O Fundo Soberano de Moçambique (FSM) deverá manter 70% dos seus recursos aplicados em activos denominados em dólares norte-americanos, com uma parcela significativa direccionada para títulos do Tesouro dos Estados Unidos, de acordo com a política de investimento aprovada pelo Governo.
A estratégia resulta da Resolução n.º 38/2025, que estabelece as regras de alocação dos recursos do fundo e atribui ao Banco de Moçambique a gestão operacional dos investimentos nos mercados financeiros internacionais.
De acordo com a política definida, o Índice de Referência Estratégico (IRE) estabelece uma carteira composta por 70% de títulos governamentais e 30% de títulos não governamentais. Na componente governamental, 70% dos activos são direccionados para obrigações do Tesouro norte-americano e 30% para obrigações da Zona Euro.
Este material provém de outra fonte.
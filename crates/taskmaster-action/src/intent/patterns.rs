//! Token patterns recognised inside commands.

use regex::Regex;
use std::sync::LazyLock;

static DURATION_RE: LazyLock<Regex> = LazyLock::new(|| {
    Regex::new(r"(?i)^(\d{1,4})(min|mins|minute|minutes|m|h|hr|hrs|hour|hours)$")
        .expect("Invalid duration regex")
});

static EMAIL_DOMAIN_RE: LazyLock<Regex> =
    LazyLock::new(|| Regex::new(r"^[^@\s]+@([^@\s]+)$").expect("Invalid email regex"));

/// Keywords that end a free-text section (title or attendee list).
pub const MARKERS: &[&str] = &["with", "from", "until", "max", "saying"];

pub fn is_marker(token: &str) -> bool {
    MARKERS.iter().any(|m| token.eq_ignore_ascii_case(m))
}

/// Parse a duration token such as `30min`, `45m` or `1h` into minutes.
///
/// Returns `None` if the token is not duration-shaped at all, and
/// `Some(0)` for a zero duration so the caller can reject it.
pub fn parse_duration(token: &str) -> Option<u32> {
    let caps = DURATION_RE.captures(token)?;
    let value: u32 = caps.get(1)?.as_str().parse().ok()?;
    let unit = caps.get(2)?.as_str().to_ascii_lowercase();
    if unit.starts_with('h') {
        value.checked_mul(60)
    } else {
        Some(value)
    }
}

/// Lowercased domain of an email-shaped identifier.
pub fn email_domain(identifier: &str) -> Option<String> {
    EMAIL_DOMAIN_RE
        .captures(identifier)
        .and_then(|c| c.get(1))
        .map(|d| d.as_str().to_ascii_lowercase())
}

/// Split an attendee token on commas and drop list glue.
pub fn split_attendees(token: &str) -> impl Iterator<Item = &str> {
    token
        .split(',')
        .map(str::trim)
        .filter(|t| !t.is_empty() && !t.eq_ignore_ascii_case("and"))
}
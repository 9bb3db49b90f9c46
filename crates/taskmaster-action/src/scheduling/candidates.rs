//! Candidate slot generation.
//!
//! Walks the search window day by day in the configured working-hours
//! calendar and emits fixed-length slots on an aligned grid.

use chrono::{DateTime, Datelike, Duration, NaiveDate, NaiveDateTime, Utc};

use taskmaster_core::config::SchedulingConfig;

use crate::types::SearchWindow;

/// Every candidate `[start, end)` of `duration_minutes` inside working hours
/// and inside `window`, in chronological order.
///
/// Slots are produced lazily, one working day at a time.
pub fn candidate_slots(
    config: &SchedulingConfig,
    window: SearchWindow,
    duration_minutes: u32,
) -> CandidateSlots {
    let start_hour = config.working_hours_start.min(24);
    let end_hour = config.working_hours_end.min(24);
    let offset = Duration::minutes(i64::from(config.utc_offset_minutes));
    let duration = Duration::minutes(i64::from(duration_minutes));
    let step = match config.step_minutes {
        0 => duration,
        minutes => Duration::minutes(i64::from(minutes)),
    };

    let open = duration_minutes > 0 && window.end > window.start && start_hour < end_hour;
    CandidateSlots {
        window,
        working_days: config.working_days.clone(),
        start_hour,
        end_hour,
        offset,
        duration,
        step,
        alignment: Duration::minutes(i64::from(config.alignment_minutes)),
        next_day: open.then(|| (window.start + offset).date_naive()),
        last_day: (window.end + offset).date_naive(),
        cursor: None,
    }
}

/// Iterator returned by [`candidate_slots`].
#[derive(Debug, Clone)]
pub struct CandidateSlots {
    window: SearchWindow,
    working_days: Vec<u32>,
    start_hour: u32,
    end_hour: u32,
    offset: Duration,
    duration: Duration,
    step: Duration,
    alignment: Duration,
    /// Next local day to open, `None` once exhausted.
    next_day: Option<NaiveDate>,
    last_day: NaiveDate,
    /// Next slot start and the close of the day being walked.
    cursor: Option<(DateTime<Utc>, DateTime<Utc>)>,
}

impl CandidateSlots {
    /// Position the cursor on the first slot of `day`, if it is a working day.
    fn open_day(&mut self, day: NaiveDate) {
        if !self
            .working_days
            .contains(&day.weekday().num_days_from_monday())
        {
            return;
        }
        let midnight = to_utc(day_at(day, 0), self.offset);
        let open = to_utc(day_at(day, self.start_hour), self.offset).max(self.window.start);
        let close = to_utc(day_at(day, self.end_hour), self.offset).min(self.window.end);
        self.cursor = Some((align_up(open, midnight, self.alignment), close));
    }
}

impl Iterator for CandidateSlots {
    type Item = (DateTime<Utc>, DateTime<Utc>);

    fn next(&mut self) -> Option<Self::Item> {
        loop {
            if let Some((slot_start, close)) = self.cursor {
                let slot_end = slot_start + self.duration;
                if slot_end <= close {
                    self.cursor = Some((slot_start + self.step, close));
                    return Some((slot_start, slot_end));
                }
                self.cursor = None;
            }

            let day = self.next_day.filter(|day| *day <= self.last_day)?;
            self.next_day = day.succ_opt();
            self.open_day(day);
        }
    }
}

/// Local wall-clock time at `hour` on `day`. Hour 24 is the next midnight.
fn day_at(day: NaiveDate, hour: u32) -> NaiveDateTime {
    day.and_time(chrono::NaiveTime::MIN) + Duration::hours(i64::from(hour))
}

fn to_utc(local: NaiveDateTime, offset: Duration) -> DateTime<Utc> {
    (local - offset).and_utc()
}

/// Smallest `origin + k * alignment` that is not before `at`.
fn align_up(at: DateTime<Utc>, origin: DateTime<Utc>, alignment: Duration) -> DateTime<Utc> {
    let grid = alignment.num_seconds();
    if grid <= 0 {
        return at;
    }
    let elapsed = (at - origin).num_seconds();
    let steps = elapsed.div_euclid(grid) + i64::from(elapsed.rem_euclid(grid) != 0);
    origin + Duration::seconds(steps * grid)
}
A componente não governamental segue igualmente uma distribuição de 70% em dólares e 30% em euros, estando limitada a obrigações corporativas com grau de investimento.
A estrutura significa que o fundo terá uma exposição cambial predominante ao dólar norte-americano, enquanto as regras de gestão de risco procuram limitar desvios significativos relativamente ao índice de referência. Entre as restrições estabelecidas está um tracking error máximo de 0,5%, um limite de 5% para desvios de peso face ao índice e uma diferença máxima de 0,5 anos na duração modificada da carteira.
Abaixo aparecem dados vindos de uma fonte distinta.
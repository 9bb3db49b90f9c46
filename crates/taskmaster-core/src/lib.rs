pub mod clock;
pub mod config;
pub mod error;
pub mod logging;
pub mod types;

pub use clock::{Clock, ManualClock, SystemClock};
pub use config::TaskMasterConfig;
pub use error::{Result, TaskMasterError};
pub use types::*;
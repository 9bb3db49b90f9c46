//! Pending action storage.
//!
//! The store is one of the two shared mutable resources in the engine.
//! Status changes go through [`PendingStore::compare_and_set`] so that two
//! concurrent resolutions of one token cannot both succeed.

pub mod state_machine;

use std::collections::HashMap;
use std::sync::Mutex;

use chrono::{DateTime, Utc};

use taskmaster_core::error::TaskMasterError;
use taskmaster_core::types::AccountId;

use crate::types::{PendingAction, PendingStatus};

pub trait PendingStore: Send + Sync {
    /// Insert a new action. Fails if the token already exists.
    fn insert(&self, action: &PendingAction) -> Result<(), TaskMasterError>;

    fn get(&self, token: &str) -> Result<Option<PendingAction>, TaskMasterError>;

    /// Set status to `to` only if it is currently `from`. Returns whether
    /// this call made the change.
    fn compare_and_set(
        &self,
        token: &str,
        from: PendingStatus,
        to: PendingStatus,
        at: DateTime<Utc>,
    ) -> Result<bool, TaskMasterError>;

    /// Actions for one account, newest first.
    fn list_by_account(
        &self,
        account: &AccountId,
        status: Option<PendingStatus>,
    ) -> Result<Vec<PendingAction>, TaskMasterError>;

    /// Still-pending actions whose expiry is at or before `now`.
    fn list_expired(&self, now: DateTime<Utc>) -> Result<Vec<PendingAction>, TaskMasterError>;
}

/// In-memory pending store.
#[derive(Default)]
pub struct InMemoryPendingStore {
    actions: Mutex<HashMap<String, PendingAction>>,
}

impl InMemoryPendingStore {
    pub fn new() -> Self {
        Self::default()
    }

    fn lock(
        &self,
    ) -> Result<std::sync::MutexGuard<'_, HashMap<String, PendingAction>>, TaskMasterError> {
        self.actions
            .lock()
            .map_err(|e| TaskMasterError::Storage(format!("Lock poisoned: {}", e)))
    }
}

impl PendingStore for InMemoryPendingStore {
    fn insert(&self, action: &PendingAction) -> Result<(), TaskMasterError> {
        let mut actions = self.lock()?;
        if actions.contains_key(&action.token) {
            return Err(TaskMasterError::Storage(format!(
                "Duplicate pending token: {}",
                action.token
            )));
        }
        actions.insert(action.token.clone(), action.clone());
        Ok(())
    }

    fn get(&self, token: &str) -> Result<Option<PendingAction>, TaskMasterError> {
        Ok(self.lock()?.get(token).cloned())
    }

    fn compare_and_set(
        &self,
        token: &str,
        from: PendingStatus,
        to: PendingStatus,
        _at: DateTime<Utc>,
    ) -> Result<bool, TaskMasterError> {
        let mut actions = self.lock()?;
        match actions.get_mut(token) {
            Some(action) if action.status == from => {
                action.status = to;
                Ok(true)
            }
            _ => Ok(false),
        }
    }

    fn list_by_account(
        &self,
        account: &AccountId,
        status: Option<PendingStatus>,
    ) -> Result<Vec<PendingAction>, TaskMasterError> {
        let actions = self.lock()?;
        let mut result: Vec<PendingAction> = actions
            .values()
            .filter(|a| &a.account_id == account)
            .filter(|a| status.map_or(true, |s| a.status == s))
            .cloned()
            .collect();
        result.sort_by(|a, b| {
            b.created_at
                .cmp(&a.created_at)
                .then_with(|| a.token.cmp(&b.token))
        });
        Ok(result)
    }

    fn list_expired(&self, now: DateTime<Utc>) -> Result<Vec<PendingAction>, TaskMasterError> {
        let actions = self.lock()?;
        let mut result: Vec<PendingAction> = actions
            .values()
            .filter(|a| a.status == PendingStatus::Pending && a.is_expired_at(now))
            .cloned()
            .collect();
        result.sort_by_key(|a| a.expires_at);
        Ok(result)
    }
}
Fundo financiado pelo gás, mas sem investimento directo no sector
O modelo ganha particular relevância pelo facto de o Fundo Soberano ser financiado pelas receitas provenientes da exploração de gás natural liquefeito (GNL) nas Áreas 1 e 4 da Bacia do Rovuma. Apesar dessa origem, a política de investimento impede aplicações directas no sector de petróleo e gás, permitindo apenas uma exposição indirecta limitada.
Nos primeiros 15 anos, a legislação determina que 60% das receitas destinadas ao Estado sejam canalizadas para o Orçamento do Estado e 40% para o Fundo Soberano. A partir do 16.º ano, a repartição passa para 50% para cada destino.
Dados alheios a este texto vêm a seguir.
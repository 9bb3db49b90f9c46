//! Absolute time bounds accepted by `from` / `until`.

use chrono::{DateTime, NaiveDate, NaiveDateTime, Utc};

/// Parse `YYYY-MM-DD` (midnight UTC) or `YYYY-MM-DDTHH:MM` (UTC).
pub fn parse_when(token: &str) -> Option<DateTime<Utc>> {
    if let Ok(dt) = NaiveDateTime::parse_from_str(token, "%Y-%m-%dT%H:%M") {
        return Some(dt.and_utc());
    }
    NaiveDate::parse_from_str(token, "%Y-%m-%d")
        .ok()
        .and_then(|d| d.and_hms_opt(0, 0, 0))
        .map(|dt| dt.and_utc())
}
//! Subscription plan limits.
//!
//! The billing side is the source of truth for limits; the engine only asks
//! through [`LimitsProvider`]. [`PlanLimitsProvider`] answers from the
//! built-in plan table using each account's tier.

use std::sync::Arc;

use taskmaster_core::error::TaskMasterError;
use taskmaster_core::types::{AccountId, ActionCategory, PlanTier};

use crate::account::AccountDirectory;

/// Monthly allowances for one plan tier. `None` means unlimited.
#[derive(Debug, Clone, Copy, PartialEq, Eq)]
pub struct PlanLimits {
    pub email_summaries: Option<u32>,
    pub schedule_proposals: Option<u32>,
    pub actions: Option<u32>,
    pub auto_actions: bool,
}

impl PlanLimits {
    pub fn for_plan(plan: PlanTier) -> Self {
        match plan {
            PlanTier::Free => Self {
                email_summaries: Some(50),
                schedule_proposals: Some(10),
                actions: None,
                auto_actions: false,
            },
            PlanTier::Personal => Self {
                email_summaries: Some(500),
                schedule_proposals: Some(100),
                actions: None,
                auto_actions: true,
            },
            PlanTier::Pro => Self {
                email_summaries: Some(2000),
                schedule_proposals: Some(500),
                actions: None,
                auto_actions: true,
            },
            PlanTier::Team => Self {
                email_summaries: Some(5000),
                schedule_proposals: Some(1000),
                actions: None,
                auto_actions: true,
            },
            PlanTier::Enterprise => Self {
                email_summaries: None,
                schedule_proposals: None,
                actions: None,
                auto_actions: true,
            },
        }
    }

    pub fn limit(&self, category: ActionCategory) -> Option<u32> {
        match category {
            ActionCategory::EmailSummary => self.email_summaries,
            ActionCategory::ScheduleProposal => self.schedule_proposals,
            ActionCategory::Action => self.actions,
        }
    }
}

/// Billing collaborator seam.
pub trait LimitsProvider: Send + Sync {
    /// Current limit for the category; `None` is unlimited.
    fn limit(&self, account: &AccountId, category: ActionCategory)
        -> Result<Option<u32>, TaskMasterError>;

    /// Whether the account's plan permits `auto` mode execution.
    fn allows_auto_actions(&self, account: &AccountId) -> Result<bool, TaskMasterError>;
}

/// Limits from the built-in plan table.
pub struct PlanLimitsProvider {
    accounts: Arc<dyn AccountDirectory>,
}

impl PlanLimitsProvider {
    pub fn new(accounts: Arc<dyn AccountDirectory>) -> Self {
        Self { accounts }
    }

    fn limits_for(&self, account: &AccountId) -> Result<PlanLimits, TaskMasterError> {
        let settings = self.accounts.settings(account)?;
        Ok(PlanLimits::for_plan(settings.plan))
    }
}

impl LimitsProvider for PlanLimitsProvider {
    fn limit(
        &self,
        account: &AccountId,
        category: ActionCategory,
    ) -> Result<Option<u32>, TaskMasterError> {
        Ok(self.limits_for(account)?.limit(category))
    }

    fn allows_auto_actions(&self, account: &AccountId) -> Result<bool, TaskMasterError> {
        Ok(self.limits_for(account)?.auto_actions)
    }
}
O fundo iniciou as suas operações com um depósito de 109,9 milhões de dólares em Dezembro de 2025 e alcançou cerca de 117 milhões de dólares no primeiro trimestre de 2026, enquanto os recursos acumulados entre 2022 e 2024 totalizavam 232,3 milhões de dólares.
Debate sobre o impacto na economia nacional
A estratégia de investimento levanta um debate sobre a forma como os recursos provenientes dos recursos naturais poderão contribuir para o desenvolvimento económico de Moçambique.
As regras actualmente estabelecidas excluem investimentos directos do fundo em activos denominados em meticais, imóveis, infra-estruturas ou outros veículos cujo foco principal seja o mercado moçambicano. A política privilegia, assim, a preservação e diversificação financeira através dos mercados internacionais.
Segundo as projecções citadas pela Integrity Magazine, as receitas do gás poderão atingir cerca de 6 mil milhões de dólares anuais na década de 2040. O crescimento esperado das receitas coloca em evidência a importância de definir mecanismos capazes de equilibrar a preservação de longo prazo da riqueza soberana com os objectivos de desenvolvimento económico do país.
A discussão passa, por isso, não apenas pelo volume de recursos acumulados, mas também pela estratégia de gestão, diversificação dos investimentos, exposição a riscos internacionais e capacidade de transformar as receitas dos recursos naturais em benefícios sustentáveis para as futuras gerações.
A experiência internacional mostra que os fundos soberanos podem desempenhar diferentes funções, desde a estabilização das finanças públicas até à poupança intergeracional e à diversificação das economias nacionais. No caso de Moçambique, a forma como o Fundo Soberano evoluirá será particularmente relevante à medida que aumentarem as receitas provenientes do gás natural.
O desafio estará em assegurar que a gestão dos recursos combine prudência financeira, transparência, sustentabilidade e retorno económico, preservando o património das futuras gerações sem perder de vista as necessidades de desenvolvimento do país.